Accompanied by my guide, Natasha, I hike to the top of the quaint Old Town with its panorama of fortresses, caravansaries and winding cobblestone streets. It’s the end of summer and, even in the city, overgrown grape vines appear at almost every turn, shading the leaning balconies of houses. With views so stunning on a cloudless morning, it’s difficult to comprehend the distant blight as Natasha points out rusting Soviet fuel factories and unsightly apartment houses once offered free to workers willing to move from other parts of the Soviet Union.
Back in the heart of Old Town, I am eager to experience the famed Georgian hospitality that made Tbilisi a popular stop on the ancient Silk Road. Some travelers never left, and multiple ethnic groups still live here peacefully. I observe this enduring harmony firsthand in neighborhoods where churches, mosques and synagogues stand side by side.

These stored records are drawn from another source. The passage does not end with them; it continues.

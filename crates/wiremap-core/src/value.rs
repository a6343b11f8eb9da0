//! The loosely-typed nested value model exchanged with callers.
//!
//! `Plain` is the decoded form of a JSON document: primitives, lists, and
//! ordered maps. It carries no schema knowledge; the `model` and `hydrate` /
//! `project` modules interpret it against entity metadata.

use serde::{Serialize, Serializer};

///
/// Plain
///
/// Owned plain value. `Map` preserves entry order so projected output keeps
/// field declaration order end to end.
///
/// `Map(vec![])` is the empty-object marker: structurally distinct from
/// `List(vec![])`, and encoded as `{}` rather than `[]`.
///

#[derive(Clone, Debug, PartialEq)]
pub enum Plain {
    Null,
    Bool(bool),
    Int(i64),
    Uint(u64),
    Float(f64),
    Text(String),
    List(Vec<Self>),
    Map(Vec<(String, Self)>),
}

impl Plain {
    ///
    /// CONSTRUCTION
    ///

    /// The empty-object marker.
    #[must_use]
    pub const fn empty_map() -> Self {
        Self::Map(Vec::new())
    }

    /// Build a `Plain::List` from owned items.
    pub fn from_list<T>(items: Vec<T>) -> Self
    where
        T: Into<Self>,
    {
        Self::List(items.into_iter().map(Into::into).collect())
    }

    ///
    /// TYPES
    ///

    #[must_use]
    pub const fn is_null(&self) -> bool {
        matches!(self, Self::Null)
    }

    /// Stable variant label used in mismatch diagnostics.
    #[must_use]
    pub const fn kind(&self) -> &'static str {
        match self {
            Self::Null => "null",
            Self::Bool(_) => "bool",
            Self::Int(_) => "int",
            Self::Uint(_) => "uint",
            Self::Float(_) => "float",
            Self::Text(_) => "text",
            Self::List(_) => "list",
            Self::Map(_) => "map",
        }
    }

    ///
    /// CONVERSION
    ///

    #[must_use]
    pub const fn as_text(&self) -> Option<&str> {
        if let Self::Text(s) = self {
            Some(s.as_str())
        } else {
            None
        }
    }

    #[must_use]
    pub const fn as_list(&self) -> Option<&[Self]> {
        if let Self::List(items) = self {
            Some(items.as_slice())
        } else {
            None
        }
    }

    #[must_use]
    pub const fn as_map(&self) -> Option<&[(String, Self)]> {
        if let Self::Map(entries) = self {
            Some(entries.as_slice())
        } else {
            None
        }
    }

    /// First map entry under `key`, if `self` is a map.
    #[must_use]
    pub fn get(&self, key: &str) -> Option<&Self> {
        match self {
            Self::Map(entries) => entries
                .iter()
                .find(|(name, _)| name.as_str() == key)
                .map(|(_, value)| value),
            _ => None,
        }
    }
}

impl Default for Plain {
    fn default() -> Self {
        Self::Null
    }
}

// Serialization mirrors the JSON data model directly; `Null` is a unit.
impl Serialize for Plain {
    fn serialize<S>(&self, serializer: S) -> Result<S::Ok, S::Error>
    where
        S: Serializer,
    {
        match self {
            Self::Null => serializer.serialize_unit(),
            Self::Bool(v) => serializer.serialize_bool(*v),
            Self::Int(v) => serializer.serialize_i64(*v),
            Self::Uint(v) => serializer.serialize_u64(*v),
            Self::Float(v) => serializer.serialize_f64(*v),
            Self::Text(v) => serializer.serialize_str(v),
            Self::List(items) => serializer.collect_seq(items),
            Self::Map(entries) => {
                serializer.collect_map(entries.iter().map(|(key, value)| (key, value)))
            }
        }
    }
}

// impl_plain_from
#[macro_export]
macro_rules! impl_plain_from {
    ( $( $type:ty => $variant:ident ),* $(,)? ) => {
        $(
            impl From<$type> for $crate::value::Plain {
                fn from(v: $type) -> Self {
                    Self::$variant(v.into())
                }
            }
        )*
    };
}

impl_plain_from! {
    bool   => Bool,
    i8     => Int,
    i16    => Int,
    i32    => Int,
    i64    => Int,
    u8     => Uint,
    u16    => Uint,
    u32    => Uint,
    u64    => Uint,
    f32    => Float,
    f64    => Float,
    &str   => Text,
    String => Text,
}

impl From<Vec<Self>> for Plain {
    fn from(items: Vec<Self>) -> Self {
        Self::List(items)
    }
}

impl From<Vec<(String, Self)>> for Plain {
    fn from(entries: Vec<(String, Self)>) -> Self {
        Self::Map(entries)
    }
}

///
/// TESTS
///
//! Fixture entities shared by the engine tests.
//!
//! `User` exercises every declaration feature at once: renamed fields with
//! direction-dependent wire names, a nested entity, an entity collection, a
//! raw scalar list, and fields mapped in one direction only (or neither).

use crate::{
    hydrate::{self, HydrateError},
    model::{
        entity::EntityModel,
        field::{Direction, FieldKind, FieldModel, WireRule},
    },
    project::{self, ProjectError},
    traits::EntityValue,
    value::Plain,
};

///
/// Address
/// Nested fixture entity; `street` is renamed differently per direction.
///

#[derive(Clone, Debug, Default, PartialEq)]
pub struct Address {
    pub city: Option<String>,
    pub street: Option<String>,
}

const ADDRESS_FIELDS: &[FieldModel] = &[
    FieldModel {
        name: "city",
        kind: FieldKind::Scalar,
        inbound: WireRule::Ident,
        outbound: WireRule::Ident,
    },
    FieldModel {
        name: "street",
        kind: FieldKind::Scalar,
        inbound: WireRule::Named("street_name"),
        outbound: WireRule::Named("streetName"),
    },
];

static ADDRESS_MODEL: EntityModel = EntityModel {
    path: "test_fixtures::Address",
    entity_name: "address",
    fields: ADDRESS_FIELDS,
};

impl EntityValue for Address {
    const MODEL: &'static EntityModel = &ADDRESS_MODEL;

    fn set_field(
        &mut self,
        field: &'static str,
        raw: &Plain,
        _direction: Direction,
    ) -> Result<(), HydrateError> {
        let path = Self::MODEL.path;

        match field {
            "city" => hydrate::scalar(path, field, &mut self.city, raw),
            "street" => hydrate::scalar(path, field, &mut self.street, raw),
            _ => Err(HydrateError::unknown_field(path, field)),
        }
    }

    fn get_field(
        &self,
        field: &'static str,
        _direction: Direction,
    ) -> Result<Option<Plain>, ProjectError> {
        match field {
            "city" => project::scalar(&self.city),
            "street" => project::scalar(&self.street),
            _ => Err(ProjectError::unknown_field(Self::MODEL.path, field)),
        }
    }
}

///
/// User
///

#[derive(Clone, Debug, Default, PartialEq)]
pub struct User {
    pub user_id: u64,
    pub name: Option<String>,
    pub home: Option<Address>,
    pub addresses: Option<Vec<Address>>,
    /// Outbound-only.
    pub note: Option<String>,
    /// Inbound-only.
    pub source: Option<String>,
    /// Raw scalar list, passed through unchanged.
    pub tags: Option<Vec<String>>,
    /// Never mapped in either direction.
    pub secret: Option<String>,
}

const USER_FIELDS: &[FieldModel] = &[
    FieldModel {
        name: "user_id",
        kind: FieldKind::Scalar,
        inbound: WireRule::Named("id_user"),
        outbound: WireRule::Named("userId"),
    },
    FieldModel {
        name: "name",
        kind: FieldKind::Scalar,
        inbound: WireRule::Ident,
        outbound: WireRule::Ident,
    },
    FieldModel {
        name: "home",
        kind: FieldKind::Entity,
        inbound: WireRule::Ident,
        outbound: WireRule::Named("homeAddress"),
    },
    FieldModel {
        name: "addresses",
        kind: FieldKind::EntityList,
        inbound: WireRule::Ident,
        outbound: WireRule::Ident,
    },
    FieldModel {
        name: "note",
        kind: FieldKind::Scalar,
        inbound: WireRule::Skip,
        outbound: WireRule::Named("noteText"),
    },
    FieldModel {
        name: "source",
        kind: FieldKind::Scalar,
        inbound: WireRule::Ident,
        outbound: WireRule::Skip,
    },
    FieldModel {
        name: "tags",
        kind: FieldKind::Scalar,
        inbound: WireRule::Ident,
        outbound: WireRule::Ident,
    },
    FieldModel {
        name: "secret",
        kind: FieldKind::Scalar,
        inbound: WireRule::Skip,
        outbound: WireRule::Skip,
    },
];

static USER_MODEL: EntityModel = EntityModel {
    path: "test_fixtures::User",
    entity_name: "user",
    fields: USER_FIELDS,
};

impl EntityValue for User {
    const MODEL: &'static EntityModel = &USER_MODEL;

    fn set_field(
        &mut self,
        field: &'static str,
        raw: &Plain,
        direction: Direction,
    ) -> Result<(), HydrateError> {
        let path = Self::MODEL.path;

        match field {
            "user_id" => hydrate::scalar(path, field, &mut self.user_id, raw),
            "name" => hydrate::scalar(path, field, &mut self.name, raw),
            "home" => hydrate::nested(path, field, &mut self.home, raw),
            "addresses" => hydrate::nested_list(path, field, &mut self.addresses, raw, direction),
            "note" => hydrate::scalar(path, field, &mut self.note, raw),
            "source" => hydrate::scalar(path, field, &mut self.source, raw),
            "tags" => hydrate::scalar(path, field, &mut self.tags, raw),
            "secret" => hydrate::scalar(path, field, &mut self.secret, raw),
            _ => Err(HydrateError::unknown_field(path, field)),
        }
    }

    fn get_field(
        &self,
        field: &'static str,
        direction: Direction,
    ) -> Result<Option<Plain>, ProjectError> {
        match field {
            "user_id" => project::scalar(&self.user_id),
            "name" => project::scalar(&self.name),
            "home" => project::nested(&self.home, direction),
            "addresses" => project::nested_list(&self.addresses, direction),
            "note" => project::scalar(&self.note),
            "source" => project::scalar(&self.source),
            "tags" => project::scalar(&self.tags),
            "secret" => project::scalar(&self.secret),
            _ => Err(ProjectError::unknown_field(Self::MODEL.path, field)),
        }
    }
}

///
/// Ghost
/// No outbound-mapped fields; projects to the empty-object marker.
///

#[derive(Clone, Debug, Default, PartialEq)]
pub struct Ghost {
    pub hidden: Option<String>,
}

const GHOST_FIELDS: &[FieldModel] = &[FieldModel {
    name: "hidden",
    kind: FieldKind::Scalar,
    inbound: WireRule::Ident,
    outbound: WireRule::Skip,
}];

static GHOST_MODEL: EntityModel = EntityModel {
    path: "test_fixtures::Ghost",
    entity_name: "ghost",
    fields: GHOST_FIELDS,
};

impl EntityValue for Ghost {
    const MODEL: &'static EntityModel = &GHOST_MODEL;

    fn set_field(
        &mut self,
        field: &'static str,
        raw: &Plain,
        _direction: Direction,
    ) -> Result<(), HydrateError> {
        let path = Self::MODEL.path;

        match field {
            "hidden" => hydrate::scalar(path, field, &mut self.hidden, raw),
            _ => Err(HydrateError::unknown_field(path, field)),
        }
    }

    fn get_field(
        &self,
        field: &'static str,
        _direction: Direction,
    ) -> Result<Option<Plain>, ProjectError> {
        match field {
            "hidden" => project::scalar(&self.hidden),
            _ => Err(ProjectError::unknown_field(Self::MODEL.path, field)),
        }
    }
}

///
/// TESTS
///

#[cfg(test)]
mod tests {
    use super::{Address, User};
    use crate::{
        hydrate::HydrateError,
        model::field::Direction,
        project::ProjectError,
        traits::EntityValue,
        value::Plain,
    };

    #[test]
    fn dispatch_rejects_field_names_outside_the_model() {
        let mut user = User::default();

        let err = user
            .set_field("bogus", &Plain::Null, Direction::Inbound)
            .expect_err("no such field");
        assert!(matches!(err, HydrateError::UnknownField { field: "bogus", .. }));

        let err = Address::default()
            .get_field("bogus", Direction::Inbound)
            .expect_err("no such field");
        assert!(matches!(err, ProjectError::UnknownField { field: "bogus", .. }));
    }

    #[test]
    fn models_expose_fields_by_identifier() {
        let field = User::MODEL.field("user_id").expect("declared field");
        assert_eq!(field.wire_name(Direction::Inbound), Some("id_user"));

        assert!(User::MODEL.field("bogus").is_none());
    }
}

Old Town’s narrow streets are lined with cafés, art galleries and wine shops, and we stop for a cappuccino al fresco. All is oddly quiet for late morning. (I soon learn that Georgians are not morning people.) In the evening, I’ll return for a glass of excellent Georgian wine and more activity. But first, Natasha steers me toward some historic treasures, including the Sioni Church with its fifth-century frescos. These magnificent works of art were once painted over by the Communists, who banned religious worship and reassigned churches for more proletarian purposes, such as a knitting factory.
That evening I head out with Georgian friends to sample the local food and hospitality, which survived the leanest of Soviet times. (Even under the Communists, food was plentiful — Georgians did not endure the long lines seen in Moscow and St. Petersburg.) Today, free of monotonous state-dictated décor, restaurants match the style and character of the traditional food.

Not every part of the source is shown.